The Town of Hilton Head Island will try to stem an economic slide by creating a nonprofit marketing and business-recruitment organization.
Town Council voted unanimously Tuesday, with Ken Heitzke absent, to accept a recommendation from a mayoral committee to create an economic-development corporation governed by a board of volunteers and led by a full-time director.
Its mission: Broaden the economy by attracting new business, coordinating redevelopment projects and marketing Hilton Head as a great place to live, work and retire.
The group would be supported by town staff and accountable to Town Council, which set aside $80,000, plus benefits, in the current budget for a new full-time economic development position.
Who would serve on the nonprofit's board, administrative costs and other details have yet to be determined. A timeline for creating the corporation has also not been set.
"I view this as adopting a framework and details to be filled in later," Mayor Drew Laughlin said, adding the topic will be discussed in more depth during council's three-day workshop Nov. 29 to Dec. 1.
Hilton Head Island lost 5,609 jobs between 2007 and 2010, a 12-percent decline that led to a loss of more than $780 million in economic output, according to a study by University of South Carolina Beaufort hospitality management professor John Salazar.
The slide was driven by real estate losses resulting from the recession and a long-term decline in tourism revenue, according to Salazar.
"(Hilton Head) has historically been very dependent on real estate linked to the tourism and second-home market, and revenues declined sharply," the committee wrote in its report to council.
And while the Hilton Head Island-Bluffton Chamber of Commerce focuses on tourism, there is no apparent focus on the second-home or retiree segment, the report states.
That is where the town's new economic development corporation should come in, committee members concluded.
Until now, developers and business leaders marketed the island and guided its economic growth, which was tempered by concern for the environment, committee members have said.

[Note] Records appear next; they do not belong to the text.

//! Domain types shared by the planners, the dispatcher and the CLI.
//!
//! All path fields use `PathBuf`. A [`ProjectUnit`] is plain data: nothing in
//! here talks to git or the filesystem.

use std::fmt;
use std::path::PathBuf;

use serde::{Deserialize, Serialize};

use crate::pattern::PatternRuleSet;

// ---------------------------------------------------------------------------
// Newtypes
// ---------------------------------------------------------------------------

/// Logical project name, as known to the review server.
#[derive(Debug, Clone, PartialEq, Eq, Hash, PartialOrd, Ord, Serialize, Deserialize)]
pub struct ProjectName(pub String);

impl ProjectName {
    pub fn as_str(&self) -> &str {
        &self.0
    }
}

impl fmt::Display for ProjectName {
    fn fmt(&self, f: &mut fmt::Formatter<'_>) -> fmt::Result {
        self.0.fmt(f)
    }
}

impl From<String> for ProjectName {
    fn from(s: String) -> Self {
        Self(s)
    }
}

impl From<&str> for ProjectName {
    fn from(s: &str) -> Self {
        Self(s.to_owned())
    }
}

// ---------------------------------------------------------------------------
// Project units
// ---------------------------------------------------------------------------

/// Where a mirrored file tree comes from.
#[derive(Debug, Clone, PartialEq, Eq, Serialize, Deserialize)]
pub struct TreeSource {
    /// Directory whose contents are mirrored into the unit's working copy.
    pub source: PathBuf,
    #[serde(default = "default_true")]
    pub preserve_symlinks: bool,
    /// Wipe and recopy instead of computing a minimal diff.
    #[serde(default)]
    pub quick_copy: bool,
}

fn default_true() -> bool {
    true
}

/// One project to plan and apply, resolved from the manifest.
///
/// Built once per run and never mutated while its work is in flight.
#[derive(Debug, Clone)]
pub struct ProjectUnit {
    pub name: ProjectName,
    /// Local working copy.
    pub path: PathBuf,
    /// Push target (URL or configured remote name).
    pub remote: String,
    /// Single revision to push instead of every local head.
    pub revision: Option<String>,
    pub rules: PatternRuleSet,
    /// `false` keeps the unit out of the parallel dispatch pass.
    pub parallel: bool,
    pub tree: Option<TreeSource>,
}

impl ProjectUnit {
    /// A unit with no rules, no fixed revision and no tree source.
    pub fn new(name: impl Into<ProjectName>, path: impl Into<PathBuf>, remote: impl Into<String>) -> Self {
        Self {
            name: name.into(),
            path: path.into(),
            remote: remote.into(),
            revision: None,
            rules: PatternRuleSet::new(),
            parallel: true,
            tree: None,
        }
    }

    pub fn with_rules(mut self, rules: PatternRuleSet) -> Self {
        self.rules = rules;
        self
    }

    pub fn with_revision(mut self, revision: impl Into<String>) -> Self {
        self.revision = Some(revision.into());
        self
    }
}

impl fmt::Display for ProjectUnit {
    fn fmt(&self, f: &mut fmt::Formatter<'_>) -> fmt::Result {
        self.name.fmt(f)
    }
}

// ---------------------------------------------------------------------------
// Plan outputs
// ---------------------------------------------------------------------------

/// One `local:remote` push mapping.
#[derive(Debug, Clone, PartialEq, Eq, Hash, Serialize, Deserialize)]
pub struct RefMapping {
    pub local: String,
    pub remote: String,
    pub force: bool,
}

impl RefMapping {
    pub fn new(local: impl Into<String>, remote: impl Into<String>, force: bool) -> Self {
        Self {
            local: local.into(),
            remote: remote.into(),
            force,
        }
    }

    /// The refspec handed to `git push`; force mappings carry a leading `+`.
    pub fn refspec(&self) -> String {
        let marker = if self.force { "+" } else { "" };
        format!("{marker}{}:{}", self.local, self.remote)
    }
}

impl fmt::Display for RefMapping {
    fn fmt(&self, f: &mut fmt::Formatter<'_>) -> fmt::Result {
        f.write_str(&self.refspec())
    }
}

/// What a tree sync does to one path.
#[derive(Debug, Clone, Copy, PartialEq, Eq, Hash, Serialize, Deserialize)]
#[serde(rename_all = "lowercase")]
pub enum TreeChangeKind {
    Add,
    Update,
    Remove,
    Relink,
}

impl fmt::Display for TreeChangeKind {
    fn fmt(&self, f: &mut fmt::Formatter<'_>) -> fmt::Result {
        match self {
            TreeChangeKind::Add => write!(f, "add"),
            TreeChangeKind::Update => write!(f, "update"),
            TreeChangeKind::Remove => write!(f, "remove"),
            TreeChangeKind::Relink => write!(f, "relink"),
        }
    }
}

/// A single tree difference, relative to the tree roots.
#[derive(Debug, Clone, PartialEq, Eq, Serialize, Deserialize)]
pub struct TreeChange {
    pub kind: TreeChangeKind,
    pub path: PathBuf,
}

// ---------------------------------------------------------------------------
// Tests
// ---------------------------------------------------------------------------

#[cfg(test)]
mod tests {
    use super::*;

    #[test]
    fn refspec_marks_force() {
        assert_eq!(
            RefMapping::new("refs/heads/main", "refs/heads/main", false).refspec(),
            "refs/heads/main:refs/heads/main"
        );
        assert_eq!(
            RefMapping::new("abc", "refs/tags/t", true).to_string(),
            "+abc:refs/tags/t"
        );
    }

    #[test]
    fn unit_displays_its_name() {
        let unit = ProjectUnit::new("platform/build", "/src/build", "ssh://review/platform/build");
        assert_eq!(unit.to_string(), "platform/build");
        assert!(unit.parallel);
        assert!(unit.rules.is_empty());
    }

    #[test]
    fn tree_source_defaults() {
        let tree: TreeSource = serde_yaml::from_str("source: /upstream\n").expect("deserialize");
        assert!(tree.preserve_symlinks);
        assert!(!tree.quick_copy);
    }

    #[test]
    fn change_kind_display() {
        assert_eq!(TreeChangeKind::Relink.to_string(), "relink");
        let json = serde_yaml::to_string(&TreeChangeKind::Remove).expect("serialize");
        assert_eq!(json.trim(), "remove");
    }
}
//! Error types for relay-core.

use std::path::PathBuf;

use thiserror::Error;

/// Errors raised while parsing a single rule text entry.
///
/// [`PatternRuleSet::add`](crate::pattern::PatternRuleSet::add) logs these and
/// moves on; [`PatternRuleSet::try_add`](crate::pattern::PatternRuleSet::try_add)
/// hands them back to the caller.
#[derive(Debug, Error)]
pub enum PatternError {
    /// The text has no `CATEGORY:` prefix.
    #[error("missing category in rule '{text}'; expected CATEGORY:[NAME@]TOKEN,...")]
    MissingCategory { text: String },

    /// The text has a category but no tokens after it.
    #[error("rule '{text}' has no tokens")]
    EmptyRule { text: String },

    /// A `~`/`=` rewrite token was not closed by its third delimiter.
    #[error("unterminated '{delimiter}' rewrite token in rule '{text}'")]
    Unterminated { text: String, delimiter: char },

    /// Characters follow a closed rewrite token without a separating comma.
    #[error("unexpected input after rewrite token in rule '{text}'")]
    TrailingInput { text: String },

    /// A token is not a valid regular expression.
    #[error("invalid pattern '{pattern}': {source}")]
    InvalidRegex {
        pattern: String,
        #[source]
        source: regex::Error,
    },
}

/// All errors that can arise from manifest operations.
#[derive(Debug, Error)]
pub enum ManifestError {
    /// Underlying I/O failure (file not found, permission denied, etc.).
    #[error("I/O error: {0}")]
    Io(#[from] std::io::Error),

    /// YAML serialization error (write/save path).
    #[error("YAML serialization error: {0}")]
    Yaml(#[from] serde_yaml::Error),

    /// YAML parse error on load, with the manifest path for context.
    #[error("failed to parse manifest at {path}: {source}")]
    Parse {
        path: PathBuf,
        #[source]
        source: serde_yaml::Error,
    },

    /// `dirs::home_dir()` returned `None`, so `~/.relay/` cannot be located.
    #[error("cannot determine home directory; set $HOME or equivalent")]
    HomeNotFound,

    /// The manifest file did not exist at the expected path.
    #[error("manifest not found at {path}")]
    NotFound { path: PathBuf },

    /// A project has no remote and the manifest has no default remote base.
    #[error("project '{project}' has no remote and no default remote is configured")]
    MissingRemote { project: String },

    /// Two manifest entries share a name.
    #[error("project '{name}' is listed more than once")]
    DuplicateProject { name: String },
}
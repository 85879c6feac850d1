//! Subcommands and the plumbing they share: global flags, manifest loading,
//! two-pass dispatch and result rendering.

pub mod diff;
pub mod discover;
pub mod mirror;
pub mod projects;
pub mod push;
pub mod rules;

use std::path::{Path, PathBuf};
use std::sync::Arc;

use anyhow::{bail, Context, Result};
use clap::Args;
use colored::Colorize;
use serde::Serialize;
use tabled::{settings::Style, Table, Tabled};

use relay_core::{manifest, Manifest, ManifestError, ProjectUnit};
use relay_dispatch::{DispatchOutcome, DispatchReport, Dispatcher, FailurePolicy, Outcome};
use relay_sync::SyncError;

// ---------------------------------------------------------------------------
// Global flags
// ---------------------------------------------------------------------------

#[derive(Args, Debug)]
pub struct GlobalArgs {
    /// Manifest to use instead of ~/.relay/manifest.yaml.
    #[arg(long, global = true, value_name = "PATH")]
    pub manifest: Option<PathBuf>,

    /// Projects processed at once (default: manifest `jobs`, else 1).
    #[arg(long, short = 'j', global = true, value_name = "N")]
    pub jobs: Option<usize>,

    /// Start no new project once one has failed.
    #[arg(long, global = true)]
    pub fail_fast: bool,

    /// More logging (-v debug, -vv trace). `RUST_LOG` takes precedence.
    #[arg(long, short = 'v', global = true, action = clap::ArgAction::Count)]
    pub verbose: u8,

    /// Emit machine-readable JSON on stdout.
    #[arg(long, global = true)]
    pub json: bool,

    /// Write log lines to stderr as JSON.
    #[arg(long, global = true)]
    pub log_json: bool,
}

pub fn init_tracing(verbose: u8, json: bool) {
    use tracing_subscriber::{fmt, EnvFilter};

    let level = match verbose {
        0 => "info",
        1 => "debug",
        _ => "trace",
    };
    let filter = EnvFilter::try_from_default_env().unwrap_or_else(|_| EnvFilter::new(level));
    let builder = fmt()
        .with_env_filter(filter)
        .with_target(false)
        .with_writer(std::io::stderr);
    let _ = if json {
        builder.json().try_init()
    } else {
        builder.try_init()
    };
}

// ---------------------------------------------------------------------------
// Manifest
// ---------------------------------------------------------------------------

/// A loaded manifest and where it came from.
pub struct Workspace {
    pub path: PathBuf,
    pub manifest: Manifest,
}

impl Workspace {
    pub fn manifest_path(global: &GlobalArgs) -> Result<PathBuf> {
        match &global.manifest {
            Some(path) => Ok(path.clone()),
            None => manifest::manifest_path().context("could not determine home directory"),
        }
    }

    pub fn load(global: &GlobalArgs) -> Result<Self> {
        let path = Self::manifest_path(global)?;
        let manifest = manifest::load_from(&path).with_context(|| {
            format!(
                "failed to load manifest '{}'; run `relay discover <root> --write` first",
                path.display()
            )
        })?;
        Ok(Self { path, manifest })
    }

    /// Like [`Workspace::load`], but a missing manifest starts out empty.
    pub fn load_or_default(global: &GlobalArgs) -> Result<Self> {
        let path = Self::manifest_path(global)?;
        let manifest = match manifest::load_from(&path) {
            Ok(manifest) => manifest,
            Err(ManifestError::NotFound { .. }) => Manifest::default(),
            Err(err) => {
                return Err(err).with_context(|| format!("failed to load manifest '{}'", path.display()))
            }
        };
        Ok(Self { path, manifest })
    }

    pub fn save(&mut self) -> Result<()> {
        manifest::save_to(&self.path, &mut self.manifest)
            .with_context(|| format!("failed to save manifest '{}'", self.path.display()))
    }

    /// Directory that relative project paths are resolved against.
    pub fn base_dir(&self) -> PathBuf {
        self.path
            .parent()
            .filter(|dir| !dir.as_os_str().is_empty())
            .map(Path::to_path_buf)
            .unwrap_or_else(|| PathBuf::from("."))
    }

    /// Units named in `names`, in manifest order; every unit when empty.
    pub fn units(&self, names: &[String]) -> Result<Vec<ProjectUnit>> {
        let units = self
            .manifest
            .units(&self.base_dir())
            .with_context(|| format!("invalid manifest '{}'", self.path.display()))?;
        if let Some(unknown) = names
            .iter()
            .find(|name| !units.iter().any(|u| u.name.as_str() == name.as_str()))
        {
            bail!("unknown project '{unknown}'");
        }
        if names.is_empty() {
            return Ok(units);
        }
        Ok(units
            .into_iter()
            .filter(|u| names.iter().any(|n| n == u.name.as_str()))
            .collect())
    }

    pub fn unit(&self, name: &str) -> Result<ProjectUnit> {
        let mut units = self.units(&[name.to_string()])?;
        units.pop().with_context(|| format!("unknown project '{name}'"))
    }

    /// Pool size and failure policy from the flags, then the manifest.
    pub fn dispatcher(&self, global: &GlobalArgs) -> Dispatcher {
        let defaults = &self.manifest.defaults;
        let jobs = global.jobs.or(defaults.jobs).unwrap_or(1);
        let policy = if global.fail_fast || defaults.fail_fast {
            FailurePolicy::StopOnFailure
        } else {
            FailurePolicy::KeepGoing
        };
        Dispatcher::new(jobs).policy(policy)
    }
}

// ---------------------------------------------------------------------------
// Dispatch
// ---------------------------------------------------------------------------

/// Run `work` over `units`: `parallel` units through the pool, then the
/// others one at a time. Both passes end up in one report.
pub fn dispatch<T, F>(dispatcher: &Dispatcher, units: Vec<ProjectUnit>, work: F) -> Result<DispatchReport<T>>
where
    T: Outcome + Send + 'static,
    F: Fn(&ProjectUnit) -> Result<T> + Send + Sync + 'static,
{
    let (parallel, serial): (Vec<_>, Vec<_>) = units.into_iter().partition(|u| u.parallel);
    let work = Arc::new(work);
    let mut report = DispatchReport::default();

    if !parallel.is_empty() {
        let work = work.clone();
        report.absorb(dispatcher.run(parallel, move |unit: &ProjectUnit| work(unit))?);
    }
    if !serial.is_empty() {
        tracing::info!(count = serial.len(), "running non-parallel projects one at a time");
        report.absorb(
            dispatcher
                .sequential()
                .run(serial, move |unit: &ProjectUnit| work(unit))?,
        );
    }
    Ok(report)
}

/// What one project produced: its outcome, or the error that ended it.
///
/// A failed project is a result rather than an error, so the failure
/// policy decides whether the rest of the batch goes on.
#[derive(Debug, Serialize)]
#[serde(untagged)]
pub enum UnitResult<T> {
    Done(T),
    Failed { error: String },
}

impl<T> Outcome for UnitResult<T> {
    fn succeeded(&self) -> bool {
        matches!(self, UnitResult::Done(_))
    }
}

impl<T> UnitResult<T> {
    /// Keep project errors as a failed result; anything that would fail
    /// every project stays an error.
    pub fn from_sync(result: Result<T, SyncError>, action: &str, project: &str) -> Result<Self> {
        match result {
            Ok(value) => Ok(UnitResult::Done(value)),
            Err(err) if err.is_unit_failure() => {
                tracing::error!(project, error = %err, "{action} failed");
                Ok(UnitResult::Failed {
                    error: format!("{action} failed for '{project}': {err}"),
                })
            }
            Err(err) => Err(err).with_context(|| format!("{action} failed for '{project}'")),
        }
    }

    pub fn describe(&self, detail: impl Fn(&T) -> String) -> String {
        match self {
            UnitResult::Done(value) => detail(value),
            UnitResult::Failed { error } => error.clone(),
        }
    }
}

// ---------------------------------------------------------------------------
// Rendering
// ---------------------------------------------------------------------------

#[derive(Tabled)]
struct UnitRow {
    #[tabled(rename = "project")]
    project: String,
    #[tabled(rename = "status")]
    status: &'static str,
    #[tabled(rename = "detail")]
    detail: String,
}

/// Print one row per unit, or the whole report as JSON.
pub fn print_report<T, D>(report: &DispatchReport<T>, json: bool, detail: D) -> Result<()>
where
    T: Serialize,
    D: Fn(&T) -> String,
{
    if json {
        println!(
            "{}",
            serde_json::to_string_pretty(report).context("failed to serialize report JSON")?
        );
        return Ok(());
    }
    if report.units.is_empty() {
        println!("No projects selected.");
        return Ok(());
    }

    let rows: Vec<UnitRow> = report
        .units
        .iter()
        .map(|unit| UnitRow {
            project: unit.label.clone(),
            status: unit.outcome.as_str(),
            detail: match (&unit.error, &unit.value) {
                (Some(err), _) => err.clone(),
                (None, Some(value)) => detail(value),
                (None, None) => String::new(),
            },
        })
        .collect();
    let mut table = Table::new(rows);
    table.with(Style::rounded());
    println!("{table}");
    println!("{}", summary(report));
    Ok(())
}

fn summary<T>(report: &DispatchReport<T>) -> String {
    let mut parts = vec![format!("{} ok", report.count(DispatchOutcome::Succeeded))
        .green()
        .to_string()];
    let failed = report.count(DispatchOutcome::Failed);
    if failed > 0 {
        parts.push(format!("{failed} failed").yellow().to_string());
    }
    let errored = report.count(DispatchOutcome::Errored);
    if errored > 0 {
        parts.push(format!("{errored} errored").red().to_string());
    }
    let cancelled = report.count(DispatchOutcome::Cancelled);
    if cancelled > 0 {
        parts.push(format!("{cancelled} cancelled").bright_black().to_string());
    }
    parts.join(", ")
}

/// Turn an unsuccessful batch into a nonzero exit.
pub fn finish<T>(report: &DispatchReport<T>) -> Result<()> {
    if report.success() {
        return Ok(());
    }
    let total = report.units.len();
    let incomplete = total - report.count(DispatchOutcome::Succeeded);
    if report.cancelled {
        bail!("{incomplete} of {total} projects did not complete; batch cancelled");
    }
    bail!("{incomplete} of {total} projects failed")
}

#[cfg(test)]
mod tests {
    use super::*;
    use relay_sync::VcsError;

    #[test]
    fn project_error_becomes_a_failed_result() {
        let result: Result<u32, SyncError> = Err(SyncError::Validation("no remote".into()));
        let unit = UnitResult::from_sync(result, "push", "app").expect("unit failure is a value");
        assert!(!unit.succeeded());
        assert_eq!(
            unit.describe(|n| n.to_string()),
            "push failed for 'app': invalid input: no remote"
        );
    }

    #[test]
    fn missing_git_stays_an_error() {
        let result: Result<u32, SyncError> = Err(SyncError::Vcs(VcsError::Spawn {
            program: "git".into(),
            source: std::io::Error::from(std::io::ErrorKind::NotFound),
        }));
        let err = UnitResult::from_sync(result, "push", "app").unwrap_err();
        assert!(err.to_string().contains("push failed for 'app'"));
    }

    #[test]
    fn done_result_succeeds_and_serializes_transparently() {
        let unit = UnitResult::from_sync(Ok(7u32), "push", "app").unwrap();
        assert!(unit.succeeded());
        assert_eq!(serde_json::to_string(&unit).unwrap(), "7");
        let failed: UnitResult<u32> = UnitResult::Failed { error: "boom".into() };
        assert_eq!(serde_json::to_string(&failed).unwrap(), r#"{"error":"boom"}"#);
    }
}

Today, that role has shifted to the town, as many developers and leaders have left and most of the island has reached build-out.
"There is no visible presence on the town website or in the town directory for businesses seeking to find assistance," the committee wrote in its report. "Assistance is provided on an ad hoc basis to potential businesses who seek out and find the Community Development staff."
The nonprofit organization would become the lead manager and deal maker for local businesses interested in growing and those wanting to come to Hilton Head. It would coordinate with Beaufort County, the state, the Lowcountry Economic Alliance, the chamber of commerce and the Realtors association, according to the recommendation approved by council.
It would also work with island leaders to find solutions to infrastructure issues inhibiting businesses, such as limited wireless services and few direct flights to and from larger markets.
The nonprofit would focus specifically on attracting finance and insurance businesses and health and social services -- two sectors that grew both in dollar volume and annual share of the local economy from 2007 to 2010, according to Salazar.
"This group will provide a singular focus on economic development and revitalization on Hilton Head," Laughlin said after the meeting, serving as a "one-stop-shop" for businesses looking to relocate, expand or redevelop. "We want economic development to be a permanent, focused effort, and council feels this is the way to do that."